En su intervención en la World Governments Summit de Dubái, Dalio describió un entorno en el que tanto bancos centrales como fondos soberanos empiezan a prepararse para medidas de control de capitales y de tipos de cambio. El mensaje subyacente es claro: los flujos de capital global ya no pueden darse por garantizados, y los grandes actores se están moviendo para blindarse ante un eventual choque.
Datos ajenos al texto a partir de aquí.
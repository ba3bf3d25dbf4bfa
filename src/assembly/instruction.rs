//! Stack-machine instructions and block terminators.
//!
//! Straight-line code is a sequence of [`Instruction`]s; control transfer only happens at the
//! end of a basic block through its [`Terminator`]. Calls are regular instructions since
//! control returns to the next instruction of the same block.

use std::fmt;

use serde::{Deserialize, Serialize};
use strum::AsRefStr;

use crate::metadata::{
    memberref::{FieldRef, MethodRef},
    signatures::TypeSig,
    token::Token,
};

/// Index of a basic block within its method body
#[derive(Debug, Clone, Copy, PartialEq, Eq, Hash, PartialOrd, Ord, Serialize, Deserialize)]
#[serde(transparent)]
pub struct BlockId(pub usize);

impl fmt::Display for BlockId {
    fn fmt(&self, f: &mut fmt::Formatter<'_>) -> fmt::Result {
        write!(f, "B{}", self.0)
    }
}

/// A straight-line stack-machine instruction
#[derive(Debug, Clone, PartialEq, AsRefStr, Serialize, Deserialize)]
#[strum(serialize_all = "lowercase")]
pub enum Instruction {
    /// No operation
    Nop,
    /// Push argument `n`
    Ldarg(u16),
    /// Push the address of argument `n`
    Ldarga(u16),
    /// Pop into argument `n`
    Starg(u16),
    /// Push local `n`
    Ldloc(u16),
    /// Push the address of local `n`
    Ldloca(u16),
    /// Pop into local `n`
    Stloc(u16),
    /// Push a 32-bit integer
    #[strum(serialize = "ldc.i4")]
    LdcI4(i32),
    /// Push a 64-bit integer
    #[strum(serialize = "ldc.i8")]
    LdcI8(i64),
    /// Push a 32-bit float
    #[strum(serialize = "ldc.r4")]
    LdcR4(f32),
    /// Push a 64-bit float
    #[strum(serialize = "ldc.r8")]
    LdcR8(f64),
    /// Push a string literal
    Ldstr(String),
    /// Push a null reference
    Ldnull,
    /// Duplicate the top of stack
    Dup,
    /// Discard the top of stack
    Pop,
    /// Addition
    Add,
    /// Subtraction
    Sub,
    /// Multiplication
    Mul,
    /// Division
    Div,
    /// Remainder
    Rem,
    /// Negation
    Neg,
    /// Bitwise and
    And,
    /// Bitwise or
    Or,
    /// Bitwise xor
    Xor,
    /// Push 1 if the two top values are equal, else 0
    Ceq,
    /// Push 1 if value1 > value2, else 0
    Cgt,
    /// Push 1 if value1 < value2, else 0
    Clt,
    /// Convert the top of stack to a primitive type
    Conv(TypeSig),
    /// Call a method non-virtually
    Call(MethodRef),
    /// Call a method through virtual dispatch on the receiver
    Callvirt(MethodRef),
    /// Allocate an object and run its constructor
    Newobj(MethodRef),
    /// Load an instance field
    Ldfld(FieldRef),
    /// Store an instance field
    Stfld(FieldRef),
    /// Load a static field
    Ldsfld(FieldRef),
    /// Store a static field
    Stsfld(FieldRef),
    /// Box a value of the given type
    Box(TypeSig),
    /// Unbox (value types) or cast (reference types) to the given type
    #[strum(serialize = "unbox.any")]
    UnboxAny(TypeSig),
    /// Cast to the given type, throwing on failure
    Castclass(TypeSig),
    /// Cast to the given type, pushing null on failure
    Isinst(TypeSig),
    /// Allocate a single-dimension array of the given element type
    Newarr(TypeSig),
    /// Push an array length
    Ldlen,
    /// Load an array element
    Ldelem(TypeSig),
    /// Store an array element
    Stelem(TypeSig),
    /// Load through a managed pointer
    Ldind(TypeSig),
    /// Store through a managed pointer
    Stind(TypeSig),
    /// Push a runtime handle for a member
    Ldtoken(Token),
}

impl fmt::Display for Instruction {
    fn fmt(&self, f: &mut fmt::Formatter<'_>) -> fmt::Result {
        let mnemonic = self.as_ref();
        match self {
            Instruction::Ldarg(n)
            | Instruction::Ldarga(n)
            | Instruction::Starg(n)
            | Instruction::Ldloc(n)
            | Instruction::Ldloca(n)
            | Instruction::Stloc(n) => write!(f, "{mnemonic} {n}"),
            Instruction::LdcI4(v) => write!(f, "{mnemonic} {v}"),
            Instruction::LdcI8(v) => write!(f, "{mnemonic} {v}"),
            Instruction::LdcR4(v) => write!(f, "{mnemonic} {v}"),
            Instruction::LdcR8(v) => write!(f, "{mnemonic} {v}"),
            Instruction::Ldstr(s) => write!(f, "{mnemonic} \"{}\"", s.escape_default()),
            Instruction::Conv(sig)
            | Instruction::Box(sig)
            | Instruction::UnboxAny(sig)
            | Instruction::Castclass(sig)
            | Instruction::Isinst(sig)
            | Instruction::Newarr(sig)
            | Instruction::Ldelem(sig)
            | Instruction::Stelem(sig)
            | Instruction::Ldind(sig)
            | Instruction::Stind(sig) => write!(f, "{mnemonic} {sig}"),
            Instruction::Call(m) | Instruction::Callvirt(m) | Instruction::Newobj(m) => {
                write!(f, "{mnemonic} {m}")
            }
            Instruction::Ldfld(fld)
            | Instruction::Stfld(fld)
            | Instruction::Ldsfld(fld)
            | Instruction::Stsfld(fld) => write!(f, "{mnemonic} {fld}"),
            Instruction::Ldtoken(token) => write!(f, "{mnemonic} {token}"),
            _ => f.write_str(mnemonic),
        }
    }
}

/// Condition evaluated by a conditional [`Terminator::Branch`]
#[derive(Debug, Clone, Copy, PartialEq, Eq, AsRefStr, Serialize, Deserialize)]
#[strum(serialize_all = "lowercase")]
pub enum BranchKind {
    /// Pop one value, branch if non-zero / non-null
    #[strum(serialize = "brtrue")]
    True,
    /// Pop one value, branch if zero / null
    #[strum(serialize = "brfalse")]
    False,
    /// Pop two values, branch if equal
    Beq,
    /// Pop two values, branch if not equal
    #[strum(serialize = "bne.un")]
    NeUn,
    /// Pop two values, branch if value1 < value2
    Blt,
    /// Pop two values, branch if value1 <= value2
    Ble,
    /// Pop two values, branch if value1 > value2
    Bgt,
    /// Pop two values, branch if value1 >= value2
    Bge,
}

impl BranchKind {
    /// Number of stack operands consumed by the condition
    #[must_use]
    pub fn operands(self) -> usize {
        match self {
            BranchKind::True | BranchKind::False => 1,
            _ => 2,
        }
    }
}

/// How control leaves a block, mirroring the flow classes of the instruction set
#[derive(Debug, Clone, Copy, PartialEq, Eq)]
pub enum FlowType {
    /// Conditional branch to another location
    ConditionalBranch,
    /// Always branches to another location (unconditional jump)
    UnconditionalBranch,
    /// Returns from current method
    Return,
    /// Multi-way branch (switch statement)
    Switch,
    /// Exception throwing
    Throw,
    /// End of finally block
    EndFinally,
    /// Leave protected region (try/catch/finally)
    Leave,
}

/// Control transfer at the end of a basic block
#[derive(Debug, Clone, PartialEq, Eq, Serialize, Deserialize)]
pub enum Terminator {
    /// Unconditional jump
    Jump(BlockId),
    /// Conditional branch; `fallthrough` is taken when the condition is false
    Branch {
        /// Condition
        kind: BranchKind,
        /// Target when the condition holds
        target: BlockId,
        /// Target otherwise
        fallthrough: BlockId,
    },
    /// Jump table on the popped 32-bit index
    Switch {
        /// Targets by index
        targets: Vec<BlockId>,
        /// Target for out-of-range indices
        default: BlockId,
    },
    /// Exit the enclosing protected regions, running their finally handlers
    Leave(BlockId),
    /// Return from the method, popping the return value for non-void methods
    Return,
    /// Throw the exception object on top of the stack
    Throw,
    /// Rethrow the exception being handled by the enclosing catch handler
    Rethrow,
    /// End of a finally or fault handler
    EndFinally,
}

impl Terminator {
    /// Flow class of this terminator
    #[must_use]
    pub fn flow_type(&self) -> FlowType {
        match self {
            Terminator::Jump(_) => FlowType::UnconditionalBranch,
            Terminator::Branch { .. } => FlowType::ConditionalBranch,
            Terminator::Switch { .. } => FlowType::Switch,
            Terminator::Leave(_) => FlowType::Leave,
            Terminator::Return => FlowType::Return,
            Terminator::Throw | Terminator::Rethrow => FlowType::Throw,
            Terminator::EndFinally => FlowType::EndFinally,
        }
    }

    /// Blocks control can reach directly from this terminator
    #[must_use]
    pub fn successors(&self) -> Vec<BlockId> {
        match self {
            Terminator::Jump(target) | Terminator::Leave(target) => vec![*target],
            Terminator::Branch {
                target,
                fallthrough,
                ..
            } => vec![*target, *fallthrough],
            Terminator::Switch { targets, default } => {
                let mut all = targets.clone();
                all.push(*default);
                all
            }
            Terminator::Return
            | Terminator::Throw
            | Terminator::Rethrow
            | Terminator::EndFinally => Vec::new(),
        }
    }
}

impl fmt::Display for Terminator {
    fn fmt(&self, f: &mut fmt::Formatter<'_>) -> fmt::Result {
        match self {
            Terminator::Jump(target) => write!(f, "br {target}"),
            Terminator::Branch {
                kind,
                target,
                fallthrough,
            } => write!(f, "{} {target} else {fallthrough}", kind.as_ref()),
            Terminator::Switch { targets, default } => {
                f.write_str("switch (")?;
                for (i, target) in targets.iter().enumerate() {
                    if i > 0 {
                        f.write_str(", ")?;
                    }
                    write!(f, "{target}")?;
                }
                write!(f, ") else {default}")
            }
            Terminator::Leave(target) => write!(f, "leave {target}"),
            Terminator::Return => f.write_str("ret"),
            Terminator::Throw => f.write_str("throw"),
            Terminator::Rethrow => f.write_str("rethrow"),
            Terminator::EndFinally => f.write_str("endfinally"),
        }
    }
}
Dalio enmarca esta posible guerra de capitales en la secuencia de conflictos que ya estamos viendo: guerras comerciales, aranceles, sanciones cruzadas y creciente desconfianza entre bloques. Menciona, por ejemplo, las tensiones derivadas de los intentos de la Administración estadounidense de aumentar su influencia estratégica en territorios como Groenlandia, y el temor de los grandes tenedores europeos de activos denominados en dólares a convertirse en objetivo de sanciones financieras.
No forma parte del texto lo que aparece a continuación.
//! The in-memory module model.
//!
//! A [`Module`] owns flat tables of types, methods, fields and properties. Rows are
//! addressed through [`Token`]s whose table byte selects the table and whose row is the
//! 1-based position in it. Adding a definition assigns its token and links it to its
//! declaring type.

use serde::{Deserialize, Serialize};

use crate::{
    metadata::{
        customattributes::CustomAttribute,
        method::{FieldDef, MethodDef, PropertyDef},
        signatures::TypeRef,
        token::Token,
        typedef::TypeDef,
    },
    Result,
};

/// Strong-name information recorded on a signed module
#[derive(Debug, Clone, PartialEq, Eq, Serialize, Deserialize)]
pub struct StrongName {
    /// Hex encoded public key token
    pub public_key_token: String,
    /// Hex encoded signature digest
    pub signature: String,
}

/// A compiled module
#[derive(Debug, Clone, Default, PartialEq, Serialize, Deserialize)]
pub struct Module {
    /// Module (assembly) name
    pub name: String,
    /// Names of referenced modules
    #[serde(default)]
    pub references: Vec<String>,
    /// Assembly and module level custom attributes
    #[serde(default)]
    pub attributes: Vec<CustomAttribute>,
    /// Type definitions
    #[serde(default)]
    pub types: Vec<TypeDef>,
    /// Method definitions
    #[serde(default)]
    pub methods: Vec<MethodDef>,
    /// Field definitions
    #[serde(default)]
    pub fields: Vec<FieldDef>,
    /// Property definitions
    #[serde(default)]
    pub properties: Vec<PropertyDef>,
    /// Strong-name signature, present once the module is signed
    #[serde(default, skip_serializing_if = "Option::is_none")]
    pub strong_name: Option<StrongName>,
}

fn next_token(table: u8, len: usize) -> Result<Token> {
    let row = u32::try_from(len + 1)
        .ok()
        .filter(|row| *row <= 0x00FF_FFFF)
        .ok_or_else(|| malformed_error!("Table 0x{:02x} is full", table))?;
    Ok(Token::from_parts(table, row))
}

impl Module {
    /// An empty module called `name`
    pub fn new(name: impl Into<String>) -> Self {
        Module {
            name: name.into(),
            ..Default::default()
        }
    }

    /// Adds a type and returns its token
    ///
    /// # Errors
    /// Returns [`crate::Error::Malformed`] if the enclosing type does not exist or the
    /// table is full.
    pub fn add_type(&mut self, mut ty: TypeDef) -> Result<Token> {
        if let Some(enclosing) = ty.enclosing {
            if self.type_def(enclosing).is_none() {
                return Err(malformed_error!("Enclosing type {} does not exist", enclosing));
            }
        }
        let token = next_token(Token::TYPE_DEF, self.types.len())?;
        ty.token = token;
        self.types.push(ty);
        Ok(token)
    }

    /// Adds a method to `owner` and returns its token
    ///
    /// # Errors
    /// Returns [`crate::Error::Malformed`] if `owner` does not exist.
    pub fn add_method(&mut self, owner: Token, mut method: MethodDef) -> Result<Token> {
        let token = next_token(Token::METHOD_DEF, self.methods.len())?;
        let ty = self
            .type_def_mut(owner)
            .ok_or_else(|| malformed_error!("Declaring type {} does not exist", owner))?;
        ty.methods.push(token);
        method.token = token;
        method.declaring_type = owner;
        self.methods.push(method);
        Ok(token)
    }

    /// Adds a field to `owner` and returns its token
    ///
    /// # Errors
    /// Returns [`crate::Error::Malformed`] if `owner` does not exist.
    pub fn add_field(&mut self, owner: Token, mut field: FieldDef) -> Result<Token> {
        let token = next_token(Token::FIELD, self.fields.len())?;
        let ty = self
            .type_def_mut(owner)
            .ok_or_else(|| malformed_error!("Declaring type {} does not exist", owner))?;
        ty.fields.push(token);
        field.token = token;
        field.declaring_type = owner;
        self.fields.push(field);
        Ok(token)
    }

    /// Adds a property to `owner` and returns its token
    ///
    /// # Errors
    /// Returns [`crate::Error::Malformed`] if `owner` does not exist.
    pub fn add_property(&mut self, owner: Token, mut property: PropertyDef) -> Result<Token> {
        let token = next_token(Token::PROPERTY, self.properties.len())?;
        let ty = self
            .type_def_mut(owner)
            .ok_or_else(|| malformed_error!("Declaring type {} does not exist", owner))?;
        ty.properties.push(token);
        property.token = token;
        property.declaring_type = owner;
        self.properties.push(property);
        Ok(token)
    }

    /// Type definition for `token`
    #[must_use]
    pub fn type_def(&self, token: Token) -> Option<&TypeDef> {
        if token.table() != Token::TYPE_DEF {
            return None;
        }
        self.types.get(token.index()?)
    }

    /// Mutable type definition for `token`
    pub fn type_def_mut(&mut self, token: Token) -> Option<&mut TypeDef> {
        if token.table() != Token::TYPE_DEF {
            return None;
        }
        self.types.get_mut(token.index()?)
    }

    /// Method definition for `token`
    #[must_use]
    pub fn method(&self, token: Token) -> Option<&MethodDef> {
        if token.table() != Token::METHOD_DEF {
            return None;
        }
        self.methods.get(token.index()?)
    }

    /// Mutable method definition for `token`
    pub fn method_mut(&mut self, token: Token) -> Option<&mut MethodDef> {
        if token.table() != Token::METHOD_DEF {
            return None;
        }
        self.methods.get_mut(token.index()?)
    }

    /// Field definition for `token`
    #[must_use]
    pub fn field(&self, token: Token) -> Option<&FieldDef> {
        if token.table() != Token::FIELD {
            return None;
        }
        self.fields.get(token.index()?)
    }

    /// Property definition for `token`
    #[must_use]
    pub fn property(&self, token: Token) -> Option<&PropertyDef> {
        if token.table() != Token::PROPERTY {
            return None;
        }
        self.properties.get(token.index()?)
    }

    /// Full name of a type: `Namespace.Name`, or `Outer/Inner` for nested types
    #[must_use]
    pub fn full_name(&self, token: Token) -> Option<String> {
        let ty = self.type_def(token)?;
        match ty.enclosing {
            Some(enclosing) => Some(format!("{}/{}", self.full_name(enclosing)?, ty.name)),
            None if ty.namespace.is_empty() => Some(ty.name.clone()),
            None => Some(format!("{}.{}", ty.namespace, ty.name)),
        }
    }

    /// Type defined in this module with the given full name
    #[must_use]
    pub fn find_type(&self, full_name: &str) -> Option<&TypeDef> {
        self.types
            .iter()
            .find(|ty| self.full_name(ty.token).as_deref() == Some(full_name))
    }

    /// Enclosing types of `token` from outermost to innermost, followed by `token` itself
    #[must_use]
    pub fn nesting_chain(&self, token: Token) -> Vec<Token> {
        let mut chain = Vec::new();
        let mut current = Some(token);
        while let Some(tok) = current {
            if chain.contains(&tok) {
                break;
            }
            chain.push(tok);
            current = self.type_def(tok).and_then(|ty| ty.enclosing);
        }
        chain.reverse();
        chain
    }

    /// The property owning accessor `method`, if any
    #[must_use]
    pub fn owning_property(&self, method: Token) -> Option<&PropertyDef> {
        let declaring = self.method(method)?.declaring_type;
        self.type_def(declaring)?
            .properties
            .iter()
            .filter_map(|tok| self.property(*tok))
            .find(|prop| prop.getter == Some(method) || prop.setter == Some(method))
    }

    /// Method of `owner` called `name` with `arity` parameters
    #[must_use]
    pub fn find_method(&self, owner: Token, name: &str, arity: usize) -> Option<&MethodDef> {
        self.type_def(owner)?
            .methods
            .iter()
            .filter_map(|tok| self.method(*tok))
            .find(|m| m.name == name && m.params.len() == arity)
    }

    /// Type reference naming a type defined in this module
    #[must_use]
    pub fn type_ref(&self, token: Token) -> Option<TypeRef> {
        self.full_name(token).map(TypeRef::local)
    }
}

#[cfg(test)]
mod tests {
    use super::*;
    use crate::metadata::{
        method::{MethodModifiers, PropertyDef},
        signatures::TypeSig,
        typedef::TypeAttributes,
    };

    #[test]
    fn test_nested_full_names() -> Result<()> {
        let mut module = Module::new("Sample");
        let outer = module.add_type(TypeDef::new("Sample.Tests", "Outer", TypeAttributes::PUBLIC))?;
        let mut inner = TypeDef::new("", "Inner", TypeAttributes::NESTED_PUBLIC);
        inner.enclosing = Some(outer);
        let inner = module.add_type(inner)?;
        let mut innermost = TypeDef::new("", "Deep", TypeAttributes::NESTED_PUBLIC);
        innermost.enclosing = Some(inner);
        let innermost = module.add_type(innermost)?;

        assert_eq!(
            module.full_name(innermost).as_deref(),
            Some("Sample.Tests.Outer/Inner/Deep")
        );
        assert_eq!(module.nesting_chain(innermost), vec![outer, inner, innermost]);
        assert_eq!(
            module.find_type("Sample.Tests.Outer/Inner").map(|t| t.token),
            Some(inner)
        );
        Ok(())
    }

    #[test]
    fn test_missing_enclosing_type() {
        let mut module = Module::new("Sample");
        let mut ty = TypeDef::new("", "Orphan", TypeAttributes::NESTED_PUBLIC);
        ty.enclosing = Some(Token::from_parts(Token::TYPE_DEF, 9));
        assert!(module.add_type(ty).is_err());
    }

    #[test]
    fn test_owning_property() -> Result<()> {
        let mut module = Module::new("Sample");
        let ty = module.add_type(TypeDef::new("S", "C", TypeAttributes::PUBLIC))?;
        let getter = module.add_method(
            ty,
            MethodDef::new(
                "get_Value",
                MethodModifiers::PUBLIC | MethodModifiers::SPECIAL_NAME,
                TypeSig::I4,
            ),
        )?;
        let plain = module.add_method(ty, MethodDef::new("Run", MethodModifiers::PUBLIC, TypeSig::Void))?;
        module.add_property(
            ty,
            PropertyDef {
                token: Token::new(0),
                name: "Value".into(),
                declaring_type: Token::new(0),
                sig: TypeSig::I4,
                getter: Some(getter),
                setter: None,
                attributes: Vec::new(),
            },
        )?;

        assert_eq!(module.owning_property(getter).map(|p| p.name.as_str()), Some("Value"));
        assert!(module.owning_property(plain).is_none());
        assert_eq!(module.find_method(ty, "Run", 0).map(|m| m.token), Some(plain));
        Ok(())
    }
}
El riesgo que subraya Dalio es doble: por un lado, Europa teme ser sancionada por Estados Unidos; por otro, Estados Unidos teme dejar de contar con el apoyo de los grandes compradores de su deuda. Cuando ambos lados desconfían, el capital se convierte en una herramienta de presión mutua.
Históricamente, recuerda Dalio, las guerras de capital han ido de la mano de “grandes conflictos”. Antes de la entrada de Estados Unidos en la Segunda Guerra Mundial, el país utilizó sanciones financieras contra Japón como parte de una escalada progresiva. Hoy, señala, no es difícil imaginar dinámicas similares entre Estados Unidos y China, o incluso entre Estados Unidos y Europa, en un contexto de desequilibrios comerciales y dependencia recíproca en financiación.
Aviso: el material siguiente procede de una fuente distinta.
//! Row handles into the module's definition tables.

use std::fmt;

use serde::{Deserialize, Serialize};

/// Handle to a row of one of the module's definition tables.
///
/// The table id sits in the top byte, the 1-based row in the lower 24 bits.
/// Row 0 is the null handle.
#[derive(Clone, Copy, PartialEq, Eq, PartialOrd, Ord, Hash, Serialize, Deserialize)]
#[serde(transparent)]
pub struct Token(pub u32);

impl Token {
    /// Table id of type definitions
    pub const TYPE_DEF: u8 = 0x02;
    /// Table id of field definitions
    pub const FIELD: u8 = 0x04;
    /// Table id of method definitions
    pub const METHOD_DEF: u8 = 0x06;
    /// Table id of property definitions
    pub const PROPERTY: u8 = 0x17;

    /// Wraps a raw token value
    #[must_use]
    pub fn new(value: u32) -> Self {
        Token(value)
    }

    /// Creates a token from a table id and a 1-based row
    #[must_use]
    pub fn from_parts(table: u8, row: u32) -> Self {
        Token((u32::from(table) << 24) | (row & 0x00FF_FFFF))
    }

    /// Raw value
    #[must_use]
    pub fn value(&self) -> u32 {
        self.0
    }

    /// Table id
    #[must_use]
    pub fn table(&self) -> u8 {
        (self.0 >> 24) as u8
    }

    /// 1-based row
    #[must_use]
    pub fn row(&self) -> u32 {
        self.0 & 0x00FF_FFFF
    }

    /// True for the null handle
    #[must_use]
    pub fn is_null(&self) -> bool {
        self.0 == 0
    }

    /// Zero-based index into the table this token points at, `None` for null rows
    #[must_use]
    pub fn index(&self) -> Option<usize> {
        (self.row() as usize).checked_sub(1)
    }
}

impl From<u32> for Token {
    fn from(value: u32) -> Self {
        Token(value)
    }
}

impl From<Token> for u32 {
    fn from(token: Token) -> Self {
        token.0
    }
}

impl fmt::Debug for Token {
    fn fmt(&self, f: &mut fmt::Formatter<'_>) -> fmt::Result {
        write!(
            f,
            "Token({:#010x} @ {:#04x}:{})",
            self.0,
            self.table(),
            self.row()
        )
    }
}

impl fmt::Display for Token {
    fn fmt(&self, f: &mut fmt::Formatter<'_>) -> fmt::Result {
        write!(f, "0x{:08x}", self.0)
    }
}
Según Dalio, ya estamos viendo cómo se extienden distintas formas de controles de capital y restricciones financieras en diferentes partes del mundo. No se trata solo de un riesgo futuro, sino de una realidad que comienza a aflorar, y ante la cual los grandes gestores de activos –desde bancos centrales hasta fondos soberanos– están haciendo “provisiones” y ajustes en sus carteras.
En este entorno, Dalio insiste en que el oro sigue siendo uno de los mejores activos para preservar valor a largo plazo, pese a la violenta corrección reciente y la elevada volatilidad de los metales preciosos en las últimas sesiones.
Tras un año en el que el oro acumula una subida muy significativa, la corrección desde máximos no cambia, en opinión de Dalio, su papel estratégico. La cuestión no es tanto si el metal va a subir o bajar en el corto plazo, sino qué porcentaje razonable debe ocupar en la cartera de un banco central, un fondo soberano o un inversor institucional que quiera protegerse de escenarios extremos.
El argumento es sencillo: cuando “los tiempos son buenos”, el oro puede comportarse de forma más discreta, pero en episodios de tensión financiera, conflictos o desconfianza entre bloques, su función como diversificador y seguro frente a otros activos se vuelve crítica. Para Dalio, la clave no está en apostar todo a un solo activo, sino en construir una cartera realmente bien diversificada que pueda soportar tanto ciclos de bonanza como periodos de choque geopolítico y financiero.
El mensaje final es claro: el mundo no está aún dentro de una guerra de capitales, pero, según Dalio, se encuentra peligrosamente cerca del borde. En ese contexto, repensar la exposición a riesgos geopolíticos, revisar la concentración en determinados activos y reforzar los activos refugio se convierte en una tarea ineludible para cualquier inversor de medio y largo plazo.